WHAT IS NEEDED:
Where the string "failed" appears in a line of the data, show that line.

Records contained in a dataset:

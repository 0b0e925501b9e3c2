//! Lazy model registry with at-most-one-load-per-kind semantics

use crate::model::{ImageModel, ImageModelLoader, TextModel, TextModelLoader};
use percept_core::{Error, ModelKind, Result};
use std::sync::Arc;
use tokio::sync::OnceCell;
use tracing::{info, warn};

/// Registry that loads each model lazily and caches it for the process
/// lifetime.
///
/// Concurrent resolvers for the same kind share a single in-flight load
/// rather than triggering duplicates. A successful load is cached forever;
/// a failed load is never cached, so the next resolve retries. There is no
/// eviction: the model set is small and static.
///
/// The registry is an explicit object with injected loaders, so tests can
/// construct one per test with a fresh cache.
pub struct ModelRegistry {
    image_loader: Arc<dyn ImageModelLoader>,
    text_loader: Arc<dyn TextModelLoader>,
    image_slot: OnceCell<Arc<dyn ImageModel>>,
    text_slot: OnceCell<Arc<dyn TextModel>>,
}

impl ModelRegistry {
    /// Create a registry over the given loaders. Nothing is loaded until
    /// the first resolve.
    pub fn new(
        image_loader: Arc<dyn ImageModelLoader>,
        text_loader: Arc<dyn TextModelLoader>,
    ) -> Self {
        Self {
            image_loader,
            text_loader,
            image_slot: OnceCell::new(),
            text_slot: OnceCell::new(),
        }
    }

    /// Resolve the image classifier, loading it on first use.
    pub async fn resolve_image(&self) -> Result<Arc<dyn ImageModel>> {
        let model = self
            .image_slot
            .get_or_try_init(|| async {
                info!(model = ModelKind::ImageClassifier.as_str(), "loading model");
                let model = self
                    .image_loader
                    .load()
                    .await
                    .map_err(|e| Self::load_error(ModelKind::ImageClassifier, e))?;
                info!(model = ModelKind::ImageClassifier.as_str(), "model ready");
                Ok::<_, Error>(model)
            })
            .await?;
        Ok(Arc::clone(model))
    }

    /// Resolve the toxicity classifier, loading it on first use.
    pub async fn resolve_toxicity(&self) -> Result<Arc<dyn TextModel>> {
        let model = self
            .text_slot
            .get_or_try_init(|| async {
                info!(model = ModelKind::TextToxicity.as_str(), "loading model");
                let model = self
                    .text_loader
                    .load()
                    .await
                    .map_err(|e| Self::load_error(ModelKind::TextToxicity, e))?;
                info!(model = ModelKind::TextToxicity.as_str(), "model ready");
                Ok::<_, Error>(model)
            })
            .await?;
        Ok(Arc::clone(model))
    }

    /// Whether the model for `kind` is loaded and cached
    pub fn is_loaded(&self, kind: ModelKind) -> bool {
        match kind {
            ModelKind::ImageClassifier => self.image_slot.initialized(),
            ModelKind::TextToxicity => self.text_slot.initialized(),
        }
    }

    /// Loader failures surface uniformly as `ModelLoad` so callers can
    /// treat them as recoverable.
    fn load_error(kind: ModelKind, source: Error) -> Error {
        warn!(model = kind.as_str(), error = %source, "model load failed");
        match source {
            Error::ModelLoad(msg) => Error::ModelLoad(msg),
            other => Error::model_load(format!("{kind}: {other}")),
        }
    }
}
//! Image decode service and handles

use bytes::Bytes;
use image::{DynamicImage, GenericImageView};
use percept_core::{Error, Result};
use std::fmt;
use std::sync::Arc;
use tracing::debug;

/// Default upload size cap
pub const DEFAULT_MAX_IMAGE_BYTES: usize = 50 * 1024 * 1024;

/// A fully decoded image: dimensions and pixels are available.
#[derive(Clone)]
pub struct DecodedImage {
    inner: Arc<DynamicImage>,
}

impl DecodedImage {
    pub fn from_dynamic(image: DynamicImage) -> Self {
        Self {
            inner: Arc::new(image),
        }
    }

    /// Build from raw RGB8 pixel data (width * height * 3 bytes).
    pub fn from_rgb8(width: u32, height: u32, raw: Vec<u8>) -> Result<Self> {
        let buffer = image::RgbImage::from_raw(width, height, raw)
            .ok_or_else(|| Error::decode("pixel buffer does not match dimensions"))?;
        Ok(Self::from_dynamic(DynamicImage::ImageRgb8(buffer)))
    }

    pub fn width(&self) -> u32 {
        self.inner.width()
    }

    pub fn height(&self) -> u32 {
        self.inner.height()
    }

    pub fn dimensions(&self) -> (u32, u32) {
        self.inner.dimensions()
    }

    /// Flat RGB8 pixel access for model input
    pub fn to_rgb8(&self) -> Vec<u8> {
        self.inner.to_rgb8().into_raw()
    }
}

impl fmt::Debug for DecodedImage {
    fn fmt(&self, f: &mut fmt::Formatter<'_>) -> fmt::Result {
        let (w, h) = self.dimensions();
        write!(f, "DecodedImage({w}x{h})")
    }
}

/// Handle passed into an inference session.
///
/// Classification requires the `Decoded` state; invoking a classifier on a
/// pending handle is a precondition violation the session rejects.
#[derive(Debug, Clone)]
pub enum ImageHandle {
    /// Upload accepted but pixels not yet available
    Pending,
    Decoded(DecodedImage),
}

impl ImageHandle {
    pub fn pending() -> Self {
        Self::Pending
    }

    pub fn decoded(image: DecodedImage) -> Self {
        Self::Decoded(image)
    }

    pub fn is_ready(&self) -> bool {
        matches!(self, Self::Decoded(_))
    }

    pub fn as_decoded(&self) -> Option<&DecodedImage> {
        match self {
            Self::Decoded(image) => Some(image),
            Self::Pending => None,
        }
    }
}

/// Decodes raw upload bytes into images, enforcing a size cap before
/// touching the decoder.
#[derive(Debug, Clone)]
pub struct ImageDecoder {
    max_bytes: usize,
}

impl ImageDecoder {
    pub fn new() -> Self {
        Self {
            max_bytes: DEFAULT_MAX_IMAGE_BYTES,
        }
    }

    pub fn with_max_bytes(max_bytes: usize) -> Self {
        Self { max_bytes }
    }

    /// Decode an uploaded file. Unreadable or corrupt input surfaces a
    /// decode error; the user must resubmit.
    pub fn decode(&self, bytes: &Bytes) -> Result<DecodedImage> {
        if bytes.len() > self.max_bytes {
            return Err(Error::decode(format!(
                "image too large: {} bytes (limit {})",
                bytes.len(),
                self.max_bytes
            )));
        }

        let image = image::load_from_memory(bytes)
            .map_err(|e| Error::decode(format!("unreadable image: {e}")))?;

        let (width, height) = image.dimensions();
        debug!(width, height, "image decoded");

        Ok(DecodedImage::from_dynamic(image))
    }
}

impl Default for ImageDecoder {
    fn default() -> Self {
        Self::new()
    }
}
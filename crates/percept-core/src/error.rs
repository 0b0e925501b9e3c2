//! Error types for Percept

/// Result type alias using Percept's Error type
pub type Result<T> = std::result::Result<T, Error>;

/// Core error type for Percept operations
#[derive(Debug, thiserror::Error)]
pub enum Error {
    /// Model failed to initialize; retry is permitted
    #[error("model load error: {0}")]
    ModelLoad(String),

    /// Precondition violation; the caller must re-submit once the input is ready
    #[error("input not ready: {0}")]
    InputNotReady(String),

    /// The model failed on valid input; not retried automatically
    #[error("inference error: {0}")]
    Inference(String),

    /// Malformed image or file; terminal for this input
    #[error("decode error: {0}")]
    Decode(String),

    /// Configuration errors
    #[error("configuration error: {0}")]
    Config(String),

    /// IO errors
    #[error("io error: {0}")]
    Io(#[from] std::io::Error),

    /// Serialization errors
    #[error("serialization error: {0}")]
    Serialization(#[from] serde_json::Error),
}

impl Error {
    /// Create a new model load error
    pub fn model_load(msg: impl Into<String>) -> Self {
        Self::ModelLoad(msg.into())
    }

    /// Create a new input-not-ready error
    pub fn input_not_ready(msg: impl Into<String>) -> Self {
        Self::InputNotReady(msg.into())
    }

    /// Create a new inference error
    pub fn inference(msg: impl Into<String>) -> Self {
        Self::Inference(msg.into())
    }

    /// Create a new decode error
    pub fn decode(msg: impl Into<String>) -> Self {
        Self::Decode(msg.into())
    }

    /// Create a new configuration error
    pub fn config(msg: impl Into<String>) -> Self {
        Self::Config(msg.into())
    }

    /// Whether the same operation may succeed if retried after the
    /// condition clears (failed loads and not-yet-ready inputs).
    pub fn is_recoverable(&self) -> bool {
        matches!(self, Self::ModelLoad(_) | Self::InputNotReady(_))
    }
}
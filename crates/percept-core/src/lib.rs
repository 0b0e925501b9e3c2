//! Percept Core
//!
//! Core types and error handling shared across Percept components.
//!
//! This crate provides:
//! - Common types for model kinds, request ids, and classification results
//! - Error types and result handling
//! - The stable normalized result shape consumed by UI layers

pub mod error;
pub mod types;

pub use error::{Error, Result};
pub use types::{
    CategoryToxicity, ClassPrediction, ModelKind, NormalizedResult, RawOutput, RequestId,
};

/// Prelude module for convenient imports
pub mod prelude {
    pub use crate::error::{Error, Result};
    pub use crate::types::{
        CategoryToxicity, ClassPrediction, ModelKind, NormalizedResult, RawOutput, RequestId,
    };
}
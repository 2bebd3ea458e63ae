//! Repeated hill climbing from random starting structures.
//!
//! The controller owns the incumbent: a private copy of the best graph seen so
//! far and its score, initialized from the caller's graph so the search never
//! returns anything worse than its input. Each restart generates a random
//! graph, climbs it to a local optimum and replaces the incumbent only on a
//! strictly better score. At the end the incumbent is copied back into the
//! caller's graph.
//!
//! Randomness is derived from the configured seed alone: restart `i` draws
//! from ChaCha8 stream `i` of that seed. The sequence of candidate graphs is
//! therefore reproducible and does not depend on whether the restarts run
//! sequentially or on the rayon pool.

use bn_types::{BnResult, Dataset, Graph, SearchError};
use crossbeam_channel::Sender;
use rand::SeedableRng;
use rand_chacha::ChaCha8Rng;
use rayon::prelude::*;
use std::time::Instant;
use tracing::{debug, info, warn};

use crate::cancel::CancellationToken;
use crate::config::SearchConfig;
use crate::hill_climber::{ArcRules, HillClimber};
use crate::markov::MarkovBlanketCorrection;
use crate::oracle::ScoringOracle;
use crate::random_graph::RandomGraphGenerator;
use crate::report::{RunSummary, SearchEvent, SearchReport};

/// Random number generator for restart `run_index`.
pub fn run_rng(seed: i64, run_index: usize) -> ChaCha8Rng {
    let mut rng = ChaCha8Rng::seed_from_u64(seed as u64);
    rng.set_stream(run_index as u64);
    rng
}

/// Multi-start wrapper around [`HillClimber`].
pub struct RepeatedHillClimber<'a, O: ?Sized> {
    config: SearchConfig,
    oracle: &'a O,
    events: Option<Sender<SearchEvent>>,
}

impl<'a, O: ScoringOracle + ?Sized> RepeatedHillClimber<'a, O> {
    pub fn new(config: SearchConfig, oracle: &'a O) -> Self {
        Self {
            config,
            oracle,
            events: None,
        }
    }

    /// Emit progress events on `tx`. Sends are best-effort.
    pub fn with_events(mut self, tx: Sender<SearchEvent>) -> Self {
        self.events = Some(tx);
        self
    }

    pub fn config(&self) -> &SearchConfig {
        &self.config
    }

    fn emit(&self, event: SearchEvent) {
        if let Some(tx) = &self.events {
            // Receiver may be gone or full; progress is advisory.
            let _ = tx.try_send(event);
        }
    }

    fn rules(&self) -> ArcRules {
        ArcRules::new(self.config.max_parents, self.config.allow_arc_reversal)
    }

    /// Search for a better structure, starting from and writing back into
    /// `graph`.
    ///
    /// Cancellation is checked before every restart and is reported through
    /// [`SearchReport::state`], not as an error. On error `graph` is left
    /// unchanged.
    ///
    /// [`SearchReport::best_score`] is never below the input's score. When the
    /// Markov-blanket correction is enabled it edits the incumbent afterwards
    /// without consulting the oracle, so the returned graph scores
    /// [`SearchReport::final_score`], which may be lower than the input.
    pub fn search(
        &self,
        graph: &mut Graph,
        dataset: &Dataset,
        cancel: &CancellationToken,
    ) -> BnResult<SearchReport> {
        self.config.validate()?;
        if graph.num_nodes() != dataset.num_attributes() {
            return Err(SearchError::DimensionMismatch {
                graph_nodes: graph.num_nodes(),
                attributes: dataset.num_attributes(),
            }
            .into());
        }
        if !graph.is_acyclic() {
            return Err(bn_types::validation_error!("input graph contains a cycle"));
        }

        let climber = HillClimber::new(self.oracle, dataset, self.rules());
        let initial_score = climber.score(graph)?;
        let mut report = SearchReport::new(self.config.clone(), initial_score);

        info!(
            search_id = %report.id,
            oracle = self.oracle.name(),
            runs = self.config.run_count,
            seed = self.config.seed,
            initial_score,
            "starting repeated hill climbing"
        );
        self.emit(SearchEvent::Started {
            id: report.id,
            run_count: self.config.run_count,
            initial_score,
        });

        let mut best = graph.clone();
        let cancelled = if self.config.parallel {
            self.run_parallel(&climber, dataset, cancel, &mut best, &mut report)?
        } else {
            self.run_sequential(&climber, dataset, cancel, &mut best, &mut report)?
        };

        if cancelled {
            warn!(
                search_id = %report.id,
                runs_completed = report.runs_completed(),
                "search cancelled"
            );
            self.emit(SearchEvent::Cancelled {
                runs_completed: report.runs_completed(),
            });
        }

        report.final_score = report.best_score;
        if !cancelled && self.config.apply_markov_blanket_correction {
            let added = MarkovBlanketCorrection::new().apply(&mut best, dataset)?;
            if added > 0 {
                report.final_score = climber.score(&best)?;
            }
            report.markov_blanket_arcs = added;
            debug!(added, "applied Markov blanket correction");
        }

        graph.copy_from(&best)?;

        if cancelled {
            report.mark_cancelled();
        } else {
            report.mark_completed();
        }
        info!(
            search_id = %report.id,
            best_score = report.best_score,
            best_run = ?report.best_run,
            runs_completed = report.runs_completed(),
            "repeated hill climbing finished"
        );
        self.emit(SearchEvent::Finished {
            id: report.id,
            best_score: report.best_score,
        });

        Ok(report)
    }

    /// Generate and climb restart `run_index` in `working`.
    fn run_once(
        &self,
        run_index: usize,
        working: &mut Graph,
        climber: &HillClimber<'_, O>,
        generator: &RandomGraphGenerator,
    ) -> BnResult<RunSummary> {
        self.emit(SearchEvent::RunStarted { run_index });
        let started = Instant::now();

        let mut rng = run_rng(self.config.seed, run_index);
        let generated = generator.generate(working, &mut rng)?;
        let outcome = climber.climb(working)?;

        let summary = RunSummary {
            run_index,
            random_attempts: generated.attempts,
            initial_arcs: generated.arcs,
            final_arcs: working.arc_count(),
            edits_applied: outcome.edits_applied(),
            start_score: outcome.initial_score,
            final_score: outcome.final_score,
            duration_ms: started.elapsed().as_millis() as u64,
        };
        debug!(
            run_index,
            edits = summary.edits_applied,
            score = summary.final_score,
            "restart converged"
        );
        self.emit(SearchEvent::RunFinished(summary.clone()));
        Ok(summary)
    }

    fn generator(&self, dataset: &Dataset) -> RandomGraphGenerator {
        RandomGraphGenerator::new(
            self.rules(),
            dataset.target(),
            self.config.init_as_naive_bayes,
        )
    }

    fn promote(
        &self,
        summary: RunSummary,
        candidate: &Graph,
        best: &mut Graph,
        report: &mut SearchReport,
    ) -> BnResult<()> {
        let run_index = summary.run_index;
        if report.record_run(summary) {
            best.copy_from(candidate)?;
            info!(run_index, score = report.best_score, "new incumbent");
            self.emit(SearchEvent::IncumbentImproved {
                run_index,
                score: report.best_score,
            });
        }
        Ok(())
    }

    /// Returns true if cancellation stopped the loop.
    fn run_sequential(
        &self,
        climber: &HillClimber<'_, O>,
        dataset: &Dataset,
        cancel: &CancellationToken,
        best: &mut Graph,
        report: &mut SearchReport,
    ) -> BnResult<bool> {
        let generator = self.generator(dataset);
        let mut working = Graph::new(best.num_nodes());

        for run_index in 0..self.config.run_count {
            if cancel.is_cancelled() {
                return Ok(true);
            }
            let summary = self.run_once(run_index, &mut working, climber, &generator)?;
            self.promote(summary, &working, best, report)?;
        }
        Ok(false)
    }

    /// Restarts on the rayon pool, folded in run order. A restart that saw
    /// the cancellation flag ends the fold, so the result always matches a
    /// sequential prefix of the runs.
    fn run_parallel(
        &self,
        climber: &HillClimber<'_, O>,
        dataset: &Dataset,
        cancel: &CancellationToken,
        best: &mut Graph,
        report: &mut SearchReport,
    ) -> BnResult<bool> {
        let generator = self.generator(dataset);
        let num_nodes = best.num_nodes();

        let outcomes: Vec<Option<BnResult<(RunSummary, Graph)>>> = (0..self.config.run_count)
            .into_par_iter()
            .map_init(
                || Graph::new(num_nodes),
                |working, run_index| {
                    if cancel.is_cancelled() {
                        return None;
                    }
                    Some(
                        self.run_once(run_index, working, climber, &generator)
                            .map(|summary| (summary, working.clone())),
                    )
                },
            )
            .collect();

        for outcome in outcomes {
            match outcome {
                None => return Ok(true),
                Some(result) => {
                    let (summary, candidate) = result?;
                    self.promote(summary, &candidate, best, report)?;
                }
            }
        }
        Ok(false)
    }
}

RESPONSE:
/// a failed load is never cached, so the next resolve retries. There is no
        warn!(model = kind.as_str(), error = %source, "model load failed");
    /// Model failed to initialize; retry is permitted
    /// The model failed on valid input; not retried automatically
    /// condition clears (failed loads and not-yet-ready inputs).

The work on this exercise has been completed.